Zoo City is a standalone novel set in a fictional Johannesburg, South Africa. In Zoo City, if you commit a felonious sin, the Undertow comes for you and marks you with first an animal companion that serves as a manifestation of your sin, and second a supernatural talent. Both the animal and the talent are called “mashavi.” The sinners are called “aposymbiots,” and are relegated to living in a slum known as Zoo City.
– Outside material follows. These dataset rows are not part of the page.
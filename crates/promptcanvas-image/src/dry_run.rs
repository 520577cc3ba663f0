use std::time::Duration;

use async_trait::async_trait;

use crate::{ImageRequest, ImageService};
use promptcanvas_types::{Artifact, CanvasError};

/// Offline adapter that never touches the network. It answers every request
/// with a synthetic artifact after `delay`, which is enough to exercise the
/// submit/disable/re-enable cycle locally.
#[derive(Debug, Clone, Default)]
pub struct DryRunAdapter {
    delay: Duration,
}

impl DryRunAdapter {
    pub fn new() -> Self {
        Self::default()
    }

    pub fn with_delay(mut self, delay: Duration) -> Self {
        self.delay = delay;
        self
    }
}

#[async_trait]
impl ImageService for DryRunAdapter {
    async fn generate(&self, request: &ImageRequest) -> Result<Artifact, CanvasError> {
        if !self.delay.is_zero() {
            tokio::time::sleep(self.delay).await;
        }
        tracing::debug!(prompt = %request.prompt, "dry run: skipping image service");

        Ok(Artifact {
            id: format!("dry-run-{}", uuid::Uuid::new_v4()),
            url: None,
            revised_prompt: None,
            model: request
                .model
                .clone()
                .unwrap_or_else(|| self.default_model().to_string()),
            provider: self.name().to_string(),
            created_at: chrono::Utc::now(),
        })
    }

    fn name(&self) -> &str {
        "dry-run"
    }

    fn default_model(&self) -> &str {
        "dry-run"
    }
}
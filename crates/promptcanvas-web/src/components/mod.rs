pub mod footer;
pub mod prompt_form;
pub mod status_line;
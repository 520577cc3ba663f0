use async_trait::async_trait;
use serde_json::json;

use crate::{ImageRequest, ImageService};
use promptcanvas_types::{Artifact, CanvasError};

const PROVIDER: &str = "openai";

// ---------------------------------------------------------------------------
// OpenAiImageAdapter
// ---------------------------------------------------------------------------

#[derive(Debug)]
pub struct OpenAiImageAdapter {
    api_key: String,
    client: reqwest::Client,
    base_url: String,
    default_model: String,
    default_size: String,
}

impl OpenAiImageAdapter {
    pub fn new(api_key: String) -> Self {
        Self {
            api_key,
            client: reqwest::Client::new(),
            base_url: "https://api.openai.com".to_string(),
            default_model: "dall-e-3".to_string(),
            default_size: "1024x1024".to_string(),
        }
    }

    pub fn with_base_url(mut self, url: String) -> Self {
        self.base_url = url.trim_end_matches('/').to_string();
        self
    }

    fn model_for<'a>(&'a self, request: &'a ImageRequest) -> &'a str {
        request.model.as_deref().unwrap_or(&self.default_model)
    }

    fn build_request_body(&self, request: &ImageRequest) -> serde_json::Value {
        json!({
            "model": self.model_for(request),
            "prompt": request.prompt,
            "n": 1,
            "size": request.size.as_deref().unwrap_or(&self.default_size),
        })
    }

    fn parse_response(
        &self,
        body: serde_json::Value,
        model: &str,
    ) -> Result<Artifact, CanvasError> {
        let image = body["data"]
            .as_array()
            .and_then(|data| data.first())
            .ok_or_else(|| CanvasError::ProviderError {
                provider: PROVIDER.into(),
                status: 200,
                message: "Response contained no images".into(),
                retryable: false,
            })?;

        // Hosted URL when available, otherwise inline bytes as a data URL.
        let url = image["url"].as_str().map(String::from).or_else(|| {
            image["b64_json"]
                .as_str()
                .map(|b64| format!("data:image/png;base64,{b64}"))
        });

        let created_at = body["created"]
            .as_i64()
            .and_then(|secs| chrono::DateTime::<chrono::Utc>::from_timestamp(secs, 0))
            .unwrap_or_else(chrono::Utc::now);

        Ok(Artifact {
            id: format!("{PROVIDER}-{}", uuid::Uuid::new_v4()),
            url,
            revised_prompt: image["revised_prompt"].as_str().map(String::from),
            model: model.to_string(),
            provider: PROVIDER.into(),
            created_at,
        })
    }
}

// ---------------------------------------------------------------------------
// Error mapping
// ---------------------------------------------------------------------------

fn map_error(status: reqwest::StatusCode, body: &str) -> CanvasError {
    let status_u16 = status.as_u16();
    let parsed = serde_json::from_str::<serde_json::Value>(body).ok();
    match status_u16 {
        429 => {
            let retry_ms = parsed
                .as_ref()
                .and_then(|v| v["error"]["retry_after"].as_f64())
                .map(|s| (s * 1000.0) as u64)
                .unwrap_or(1000);
            CanvasError::RateLimited {
                provider: PROVIDER.into(),
                retry_after_ms: retry_ms,
            }
        }
        401 => CanvasError::AuthError {
            provider: PROVIDER.into(),
        },
        400 => {
            let code = parsed.as_ref().and_then(|v| v["error"]["code"].as_str());
            if code == Some("content_policy_violation") {
                CanvasError::ContentPolicy {
                    provider: PROVIDER.into(),
                    message: extract_error_message(body),
                }
            } else {
                CanvasError::ProviderError {
                    provider: PROVIDER.into(),
                    status: 400,
                    message: extract_error_message(body),
                    retryable: false,
                }
            }
        }
        500 | 502 | 503 => CanvasError::ProviderError {
            provider: PROVIDER.into(),
            status: status_u16,
            message: extract_error_message(body),
            retryable: true,
        },
        _ => CanvasError::ProviderError {
            provider: PROVIDER.into(),
            status: status_u16,
            message: extract_error_message(body),
            retryable: false,
        },
    }
}

fn extract_error_message(body: &str) -> String {
    serde_json::from_str::<serde_json::Value>(body)
        .ok()
        .and_then(|v| v["error"]["message"].as_str().map(String::from))
        .unwrap_or_else(|| body.to_string())
}

// ---------------------------------------------------------------------------
// ImageService implementation
// ---------------------------------------------------------------------------

#[async_trait]
impl ImageService for OpenAiImageAdapter {
    async fn generate(&self, request: &ImageRequest) -> Result<Artifact, CanvasError> {
        let body = self.build_request_body(request);

        let resp = self
            .client
            .post(format!("{}/v1/images/generations", self.base_url))
            .header("Authorization", format!("Bearer {}", self.api_key))
            .header("Content-Type", "application/json")
            .json(&body)
            .send()
            .await
            .map_err(|e| CanvasError::ProviderError {
                provider: PROVIDER.into(),
                status: 0,
                message: e.to_string(),
                retryable: true,
            })?;

        let status = resp.status();
        let response_body = resp.text().await.map_err(|e| CanvasError::ProviderError {
            provider: PROVIDER.into(),
            status: 0,
            message: e.to_string(),
            retryable: true,
        })?;

        if !status.is_success() {
            return Err(map_error(status, &response_body));
        }

        let json: serde_json::Value =
            serde_json::from_str(&response_body).map_err(|e| CanvasError::ProviderError {
                provider: PROVIDER.into(),
                status: status.as_u16(),
                message: format!("Failed to parse response JSON: {e}"),
                retryable: false,
            })?;

        self.parse_response(json, self.model_for(request))
    }

    fn name(&self) -> &str {
        PROVIDER
    }

    fn default_model(&self) -> &str {
        &self.default_model
    }
}

// ---------------------------------------------------------------------------
// Tests
// ---------------------------------------------------------------------------

#[cfg(test)]
mod tests {
    use super::*;

    #[test]
    fn build_request_body_uses_adapter_defaults() {
        let adapter = OpenAiImageAdapter::new("test-key".into());
        let body = adapter.build_request_body(&ImageRequest::new("a cat riding a bicycle"));

        assert_eq!(
            body,
            json!({
                "model": "dall-e-3",
                "prompt": "a cat riding a bicycle",
                "n": 1,
                "size": "1024x1024",
            })
        );
    }

    #[test]
    fn build_request_body_honours_request_overrides() {
        let adapter = OpenAiImageAdapter::new("test-key".into());
        let req = ImageRequest::new("sunset")
            .with_model("dall-e-2")
            .with_size("256x256");
        let body = adapter.build_request_body(&req);

        assert_eq!(body["model"], "dall-e-2");
        assert_eq!(body["size"], "256x256");
    }

    #[test]
    fn with_base_url_strips_trailing_slash() {
        let adapter =
            OpenAiImageAdapter::new("k".into()).with_base_url("http://localhost:9000/".into());
        assert_eq!(adapter.base_url, "http://localhost:9000");
    }

    #[test]
    fn parse_response_with_url() {
        let adapter = OpenAiImageAdapter::new("k".into());
        let artifact = adapter
            .parse_response(
                json!({
                    "created": 1_700_000_000,
                    "data": [{
                        "url": "https://images.example/cat.png",
                        "revised_prompt": "A cat riding a red bicycle"
                    }]
                }),
                "dall-e-3",
            )
            .unwrap();

        assert_eq!(artifact.url.as_deref(), Some("https://images.example/cat.png"));
        assert_eq!(
            artifact.revised_prompt.as_deref(),
            Some("A cat riding a red bicycle")
        );
        assert_eq!(artifact.model, "dall-e-3");
        assert_eq!(artifact.provider, "openai");
        assert_eq!(artifact.created_at.timestamp(), 1_700_000_000);
        assert!(artifact.id.starts_with("openai-"));
    }

    #[test]
    fn parse_response_with_inline_bytes() {
        let adapter = OpenAiImageAdapter::new("k".into());
        let artifact = adapter
            .parse_response(json!({ "data": [{ "b64_json": "iVBORw0KGgo=" }] }), "dall-e-2")
            .unwrap();
        assert_eq!(
            artifact.url.as_deref(),
            Some("data:image/png;base64,iVBORw0KGgo=")
        );
    }

    #[test]
    fn parse_response_without_images_is_an_error() {
        let adapter = OpenAiImageAdapter::new("k".into());
        let err = adapter
            .parse_response(json!({ "created": 1, "data": [] }), "dall-e-3")
            .unwrap_err();
        assert!(matches!(
            err,
            CanvasError::ProviderError { retryable: false, .. }
        ));
    }

    #[test]
    fn map_error_rate_limited_reads_retry_after() {
        let err = map_error(
            reqwest::StatusCode::TOO_MANY_REQUESTS,
            r#"{"error":{"message":"slow down","retry_after":2.5}}"#,
        );
        assert!(matches!(
            err,
            CanvasError::RateLimited { retry_after_ms: 2500, .. }
        ));
    }

    #[test]
    fn map_error_auth() {
        let err = map_error(reqwest::StatusCode::UNAUTHORIZED, "{}");
        assert!(matches!(err, CanvasError::AuthError { provider } if provider == "openai"));
    }

    #[test]
    fn map_error_content_policy() {
        let err = map_error(
            reqwest::StatusCode::BAD_REQUEST,
            r#"{"error":{"code":"content_policy_violation","message":"Your request was rejected"}}"#,
        );
        match err {
            CanvasError::ContentPolicy { message, .. } => {
                assert_eq!(message, "Your request was rejected")
            }
            other => panic!("expected ContentPolicy, got {other:?}"),
        }
    }

    #[test]
    fn map_error_plain_bad_request_is_not_retryable() {
        let err = map_error(
            reqwest::StatusCode::BAD_REQUEST,
            r#"{"error":{"message":"size must be one of 256x256, 512x512"}}"#,
        );
        assert!(!err.is_retryable());
        assert!(err.to_string().contains("size must be one of"));
    }

    #[test]
    fn map_error_server_errors_are_retryable() {
        let err = map_error(reqwest::StatusCode::SERVICE_UNAVAILABLE, "upstream down");
        assert!(err.is_retryable());
        assert!(err.to_string().contains("upstream down"));
    }
}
Zinzi December is an aposymbiot: her animal is a sloth named Sloth, and her talent is tracking lost things. While she prefers not to track lost persons, money is tight. So when she’s offered a sizeable sum for locating a missing young pop star, she accepts. Zinzi finds out, however, that with big money comes big risk.

Great dialogue
Zoo City captures a textured, living world, where even the minor characters are vivid. In part, this is due to great dialogue—not the kind of highly stylistic dialogue where everyone sounds clever or cool, à la Elmore Leonard, but one that lends a verisimilitude to this breathing world. Each person sounds distinct enough to convey his or her personality, yet similar enough to constitute communities. Zoo City is written in the first person from the perspective of the articulate Zinzi. Zinzi’s observations and the rhythms of the dialogue together serve as the heartbeat of Zoo City.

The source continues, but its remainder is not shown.